Ogoun February 15, 2012 at 14:34

Regular Network Point Clustering

In this article, I will consider two algorithms, the first - directly clustering, the second - the construction of the contour of the cluster in the form of a convex polygon, an applied task for improved perception of the result.

Clustering

In general, the law with this area is quite superficial, so it is expected that such an algorithm has long existed and is somehow named, if anyone knows, please enlighten.

Input data

Point coordinates are just an array of two-dimensional coordinates
R - The maximum distance between points in a cluster - the main indicator for building a cluster
k - Grid coefficient - degree for the number 2, by which the side of the network cell is calculated: a = 2 ^ k

For the algorithm to work effectively, the following condition should be observed:
R <2 ^ k, or modify the algorithm.

Algorithm

Comparison of coordinates of points with cells of a regular network.
Xr = x >> k
Yr = y >> k, where k is the grid coefficient, >> is the bitwise offset. Due to the absence of the division operation at this step, a good gain in speed is obtained. The result of this step will be a dictionary of the form:
[coordinates of the network cell]: [links to points related to this cell]
Building clusters in one pass on points:
- The next point is taken, if it is not tied to a cluster, a new cluster is created and a point is added to it, a link to the cluster is affixed at the point itself.
- A list of cells is taken; it includes: a cell with a point and neighboring cells.
- All points in cells from the received list are selected.
- The distance between the current point and the one checked from the list is found, if the distance <= R then two cases are possible
  - the tested point is not yet included in the cluster => the point is entered in the same cluster as the current point
  - the point being checked already belongs to some cluster that is different from the current => cluster with a large number of points absorbs a cluster with a smaller one.

The result of the work will be a set of clusters in each of which the distance between the points does not exceed R, something like this:

Or more clearly this way: The

points of one cluster are indicated by the same color.

Circuit

It works, but I want to look at the result in a more attractive way, the easiest way, to select the clatter by a contour, preferably in the form of a convex polygon.
The main tool is vector multiplication by three points:


 public static int CrossLinePoint(ClusterPoint l1, ClusterPoint l2, ClusterPoint p)
    {
      return (p.X - l2.X) * (l2.Y - l1.Y) - (p.Y - l2.Y) * (l2.X - l1.X);
    }

If the result of the function is less than 0, then the bend at the midpoint goes clockwise, if more than 0, then against, if it is 0, there is no bend.

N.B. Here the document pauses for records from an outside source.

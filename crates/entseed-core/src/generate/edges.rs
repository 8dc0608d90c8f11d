//! # Edge Row Generator
//!
//! Edge mode fills one association edge table. A pool of `id2` rows is
//! created up front; each fan-out batch then gets one fresh `id1` row that
//! points at the first `batch` rows of that pool. Symmetric edges also get
//! the mirrored row, and edges with an inverse get the mirrored row under
//! the inverse edge type.

use std::borrow::Cow;

use chrono::{DateTime, Utc};
use serde::{Deserialize, Serialize};
use tracing::{debug, info};
use uuid::Uuid;

use crate::error::{EntseedError, Result};
use crate::generate::engine::RowGenerator;
use crate::generate::fanout::fan_out_batches;
use crate::generate::pool::{Row, RowPool};
use crate::generate::value::Value;
use crate::graph::edges::EdgeInfo;
use crate::graph::ParsedSchema;

/// Columns of every association edge table, in storage order.
pub const EDGE_COLUMNS: [&str; 7] = ["id1", "id1_type", "edge_type", "id2", "id2_type", "time", "data"];

/// One row of the `assoc_edge_config` table.
#[derive(Debug, Clone, PartialEq, Serialize, Deserialize)]
pub struct AssocEdgeConfig {
    pub edge_name: String,
    pub edge_type: Uuid,
    pub edge_table: String,
    pub symmetric_edge: bool,
    pub inverse_edge_type: Option<Uuid>,
}

/// Check the stored configuration against the edge as the schema declares it.
pub fn validate_edge_config(edge: &EdgeInfo, config: &AssocEdgeConfig) -> Result<()> {
    let mismatch = |message: String| EntseedError::EdgeConfigMismatch {
        edge: edge.edge_name.clone(),
        message,
    };

    if config.edge_name != edge.edge_name {
        return Err(mismatch(format!(
            "configuration is for edge '{}'",
            config.edge_name
        )));
    }
    if config.symmetric_edge != edge.symmetric {
        return Err(mismatch(format!(
            "stored symmetric_edge is {} but the schema says {}",
            config.symmetric_edge, edge.symmetric
        )));
    }
    match (&config.inverse_edge_type, &edge.inverse_edge) {
        (Some(_), None) => {
            return Err(mismatch(
                "an inverse edge type is stored but the schema declares no inverse edge"
                    .to_string(),
            ))
        }
        (None, Some(inverse)) => {
            return Err(mismatch(format!(
                "the schema declares inverse edge {} but no inverse edge type is stored",
                inverse
            )))
        }
        _ => {}
    }
    Ok(())
}

/// One association edge between two rows.
#[derive(Debug, Clone, PartialEq)]
pub struct EdgeRow {
    pub id1: Value,
    pub id1_type: String,
    pub edge_type: Uuid,
    pub id2: Value,
    pub id2_type: String,
    pub time: DateTime<Utc>,
    pub data: Option<String>,
}

impl EdgeRow {
    /// The row in [`EDGE_COLUMNS`] order.
    pub fn to_row(&self) -> Row {
        let mut row = Row::with_capacity(EDGE_COLUMNS.len());
        row.insert("id1".into(), self.id1.clone());
        row.insert("id1_type".into(), Value::String(Cow::Owned(self.id1_type.clone())));
        row.insert("edge_type".into(), Value::Uuid(self.edge_type));
        row.insert("id2".into(), self.id2.clone());
        row.insert("id2_type".into(), Value::String(Cow::Owned(self.id2_type.clone())));
        row.insert("time".into(), Value::TimestampTz(self.time));
        row.insert(
            "data".into(),
            self.data
                .clone()
                .map(|d| Value::String(Cow::Owned(d)))
                .unwrap_or(Value::Null),
        );
        row
    }

    fn mirrored(&self, edge_type: Uuid) -> Self {
        Self {
            id1: self.id2.clone(),
            id1_type: self.id2_type.clone(),
            edge_type,
            id2: self.id1.clone(),
            id2_type: self.id1_type.clone(),
            time: self.time,
            data: self.data.clone(),
        }
    }
}

/// All edge rows of one run, bound for a single edge table.
#[derive(Debug, Clone)]
pub struct EdgeBatch {
    pub table_name: String,
    pub rows: Vec<EdgeRow>,
}

impl EdgeBatch {
    pub fn columns(&self) -> Vec<String> {
        EDGE_COLUMNS.iter().map(|c| c.to_string()).collect()
    }

    pub fn to_rows(&self) -> Vec<Row> {
        self.rows.iter().map(EdgeRow::to_row).collect()
    }
}

/// Generate at least `total` edges of `edge_name`.
///
/// Node rows created along the way land in `pool`. Every edge row carries
/// the same timestamp, taken once at the start.
pub fn generate_edges(
    generator: &mut RowGenerator<'_>,
    edge_name: &str,
    config: &AssocEdgeConfig,
    total: usize,
    pool: &mut RowPool,
) -> Result<EdgeBatch> {
    let schema = generator.schema();
    let edge = schema
        .edges
        .get(edge_name)
        .ok_or_else(|| EntseedError::UnknownEdge {
            edge: edge_name.to_string(),
        })?;
    validate_edge_config(edge, config)?;

    for node in [&edge.id1_type, &edge.id2_type] {
        if schema.entity(node)?.has_fixed_rows() {
            return Err(EntseedError::Config {
                message: format!(
                    "edge '{}' connects {}, which has fixed rows; edge endpoints must be generated",
                    edge_name, node
                ),
            });
        }
    }

    let id1_type = edge.id1_type.clone();
    let id2_type = edge.id2_type.clone();
    let time = Utc::now();

    let targets = generator.generate_with(&edge.id2_type, total.div_ceil(2), pool, false)?;
    debug!(
        "{}: {} {} rows to point edges at",
        edge_name,
        targets.len(),
        edge.id2_type
    );

    let mut sources = RowPool::new();
    let mut rows = Vec::new();
    for (index, batch) in fan_out_batches(total).into_iter().enumerate() {
        let source = generator
            .generate_with(&edge.id1_type, 1, &mut sources, false)?
            .into_iter()
            .next()
            .ok_or_else(|| EntseedError::MissingRow {
                entity: edge.id1_type.clone(),
                row_index: index,
                needed_by: edge_name.to_string(),
            })?;
        let id1 = id_of(&source, &edge.id1_type, index, edge_name, schema)?;

        for (position, target) in targets.iter().take(batch).enumerate() {
            let id2 = id_of(target, &edge.id2_type, position, edge_name, schema)?;
            let row = EdgeRow {
                id1: id1.clone(),
                id1_type: id1_type.clone(),
                edge_type: config.edge_type,
                id2,
                id2_type: id2_type.clone(),
                time,
                data: None,
            };
            let symmetric = config.symmetric_edge.then(|| row.mirrored(config.edge_type));
            let inverse = config.inverse_edge_type.map(|t| row.mirrored(t));
            rows.push(row);
            rows.extend(symmetric);
            rows.extend(inverse);
        }
        if targets.len() < batch {
            return Err(EntseedError::MissingRow {
                entity: edge.id2_type.clone(),
                row_index: targets.len(),
                needed_by: edge_name.to_string(),
            });
        }

        let mut line = batch.to_string();
        if config.symmetric_edge {
            line.push_str(" symmetric");
        }
        if config.inverse_edge_type.is_some() {
            line.push_str(" inverse");
        }
        line.push_str(&format!(
            " edges created from id1 {} with edge_type: {}",
            id1.to_csv_string(),
            config.edge_type
        ));
        generator.summary_mut().push(line);
    }

    pool.absorb(sources);
    info!(
        "Generated {} rows for edge {} into {}",
        rows.len(),
        edge_name,
        config.edge_table
    );

    Ok(EdgeBatch {
        table_name: config.edge_table.clone(),
        rows,
    })
}

fn id_of(
    row: &Row,
    entity: &str,
    row_index: usize,
    edge_name: &str,
    schema: &ParsedSchema,
) -> Result<Value> {
    row.get("id").cloned().ok_or_else(|| EntseedError::MissingColumn {
        entity: edge_name.to_string(),
        table: schema
            .info(entity)
            .map(|i| i.table_name.clone())
            .unwrap_or_else(|_| entity.to_string()),
        column: "id".to_string(),
        row_index,
    })
}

The meaning itself is not important, only the sign is important.

The algorithm consists of only two steps.

Descriptive outline selection

The center of mass of the cluster is found, without taking into account the weight coefficients. Those. they simply add up all the coordinates, separately in x and y, and are divided by the number of points in the cluster, the obtained coordinates [Xc; Yc] will be the center of mass of the cluster.
We search for the three points furthest from the center of mass that form the initial contour.
The remaining points are sorted, and for each entry into the initial contour is checked, if the point enters it, nothing happens, if outside, it becomes part of the contour.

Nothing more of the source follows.